Evolution of the Apocalypse: Empire’s Demise, Human Renaissance
Global Research, October 7, 2008
Apocalypse (Greek: Apokálypsis; “lifting of the veil”) is a term applied to the disclosure to certain privileged persons of something hidden from the majority of humankind. Today the term is often used to refer to the end of the world, which may be a shortening of the phrase apokalupsis eschaton, which literally means “revelation at the end of the æon, or age.[1]”
The unraveling of the US and global financial system should not be a surprise to anyone who has been paying attention, doubted the news headlines over the past decade, or plunged into an odyssey of self- and world-discovery by reading books, studying history, or seeking the truth behind the cultural myths that cocoon Americans into the notion that they live in the world’s beacon of democracy and freedom.

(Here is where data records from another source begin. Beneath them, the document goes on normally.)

//! Request pipeline walkthrough
//!
//! Builds an application with all three pools, installs a shared resource,
//! preheats a cache and then serves a handful of simulated requests, each in
//! its own runtime context.

use ferrous_scope::{Application, BoxError, Component, Dispose, EngineConfig, Recycle, RuntimeContext};
use std::collections::HashMap;
use std::sync::atomic::{AtomicU64, Ordering};
use std::sync::{Arc, Mutex};

// ===== Shared state (components and resources) =====

struct Database {
    users: Mutex<HashMap<u64, String>>,
}

struct Metrics {
    served: AtomicU64,
}

struct Cache {
    names: Mutex<HashMap<u64, String>>,
}

// ===== Per-request state (repositories and services) =====

struct UserRepository {
    db: Arc<Database>,
    cache: Arc<Cache>,
}

impl UserRepository {
    fn name(&self, id: u64) -> Option<String> {
        if let Some(name) = self.cache.names.lock().unwrap().get(&id) {
            return Some(name.clone());
        }
        self.db.users.lock().unwrap().get(&id).cloned()
    }
}

struct AuditTrail {
    request_id: u64,
    entries: Mutex<Vec<String>>,
}

impl Dispose for AuditTrail {
    fn dispose(&self) {
        for entry in self.entries.lock().unwrap().iter() {
            println!("  audit[{}]: {}", self.request_id, entry);
        }
    }
}

struct ResponseBuffer {
    body: String,
}

impl Recycle for ResponseBuffer {
    fn recycle(&mut self) {
        self.body.clear();
    }
}

struct GreetingService {
    users: Arc<UserRepository>,
    audit: Arc<AuditTrail>,
    buffer: Arc<ResponseBuffer>,
}

impl GreetingService {
    fn greet(&self, id: u64) -> String {
        self.audit.entries.lock().unwrap().push(format!("greet {id}"));
        match self.users.name(id) {
            Some(name) => format!("Hello, {name}! (buffer capacity {})", self.buffer.body.capacity()),
            None => format!("Unknown user {id}"),
        }
    }
}

fn build() -> Result<Application, BoxError> {
    let mut builder = Application::builder();
    builder.with_config(EngineConfig::from_env()?);

    builder.install(|| {
        let users = HashMap::from([(1, "Ada".to_string()), (2, "Grace".to_string())]);
        Ok(Database {
            users: Mutex::new(users),
        })
    });

    builder
        .bind_component(Component::single(Metrics {
            served: AtomicU64::new(0),
        }))
        .bind_component(Component::single(Cache {
            names: Mutex::new(HashMap::new()),
        }));

    builder.bind_repository_with(|ctx: &RuntimeContext| UserRepository {
        db: ctx.bare_repository().require::<Database>().unwrap(),
        cache: ctx.component::<Cache>(),
    });
    builder.bind_repository_shared::<AuditTrail, _>(|ctx| {
        let audit = Arc::new(AuditTrail {
            request_id: ctx.request_id(),
            entries: Mutex::new(Vec::new()),
        });
        ctx.register_disposer(audit.clone());
        audit
    });

    builder.bind_service_recycled(|| ResponseBuffer {
        body: String::with_capacity(1024),
    });
    builder.bind_service_with(|ctx| GreetingService {
        users: ctx.repository::<UserRepository>(),
        audit: ctx.repository::<AuditTrail>(),
        buffer: ctx.service::<ResponseBuffer>(),
    });

    builder.on_boot(|app| {
        let cache = app.scoped(|ctx| ctx.component::<Cache>());
        app.cache_preheat(move |repo| {
            let db = repo.require::<Database>()?;
            let mut names = cache.names.lock().unwrap();
            for (id, name) in db.users.lock().unwrap().iter() {
                names.insert(*id, name.clone());
            }
            Ok(())
        })
    });

    Ok(builder.build()?)
}

fn main() -> Result<(), BoxError> {
    println!("Request pipeline demo");

    let app = build()?;
    for binding in app.bindings() {
        println!("  bound {} {} ({:?})", binding.pool, binding.type_name, binding.lifetime);
    }

    for id in [1, 2, 3] {
        let scope = app.open_scope_labeled(format!("greet/{id}"));
        let service = scope.service::<GreetingService>();
        println!("request {}: {}", scope.request_id(), service.greet(id));
        scope.component::<Metrics>().served.fetch_add(1, Ordering::Relaxed);
        drop(service);

        if let Some(report) = scope.release() {
            println!(
                "  released {} instances, {} recycled, {} hooks in {:?}",
                report.released, report.recycled, report.hooks, report.elapsed
            );
        }
    }

    let served = app.scoped(|ctx| ctx.component::<Metrics>().served.load(Ordering::Relaxed));
    println!("served {served} requests");
    Ok(())
}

The most surprising factor is that people who have created the crisis think that they can continue the scam by stealing another $850,000,000,000 overtly through the bailout, and even larger amounts covertly, to keep the game going for the world’s wealthiest people at the expense of everyone else.
In the past, Egypt, Babylon, Persia, and Rome fell when a small percentage of the population controlled nearly all of the wealth. [2] Today, the rich have never been richer nor the poor poorer. The concentration of wealth has been achieved by conquest, as well as by one of the most powerful tools of empire: money.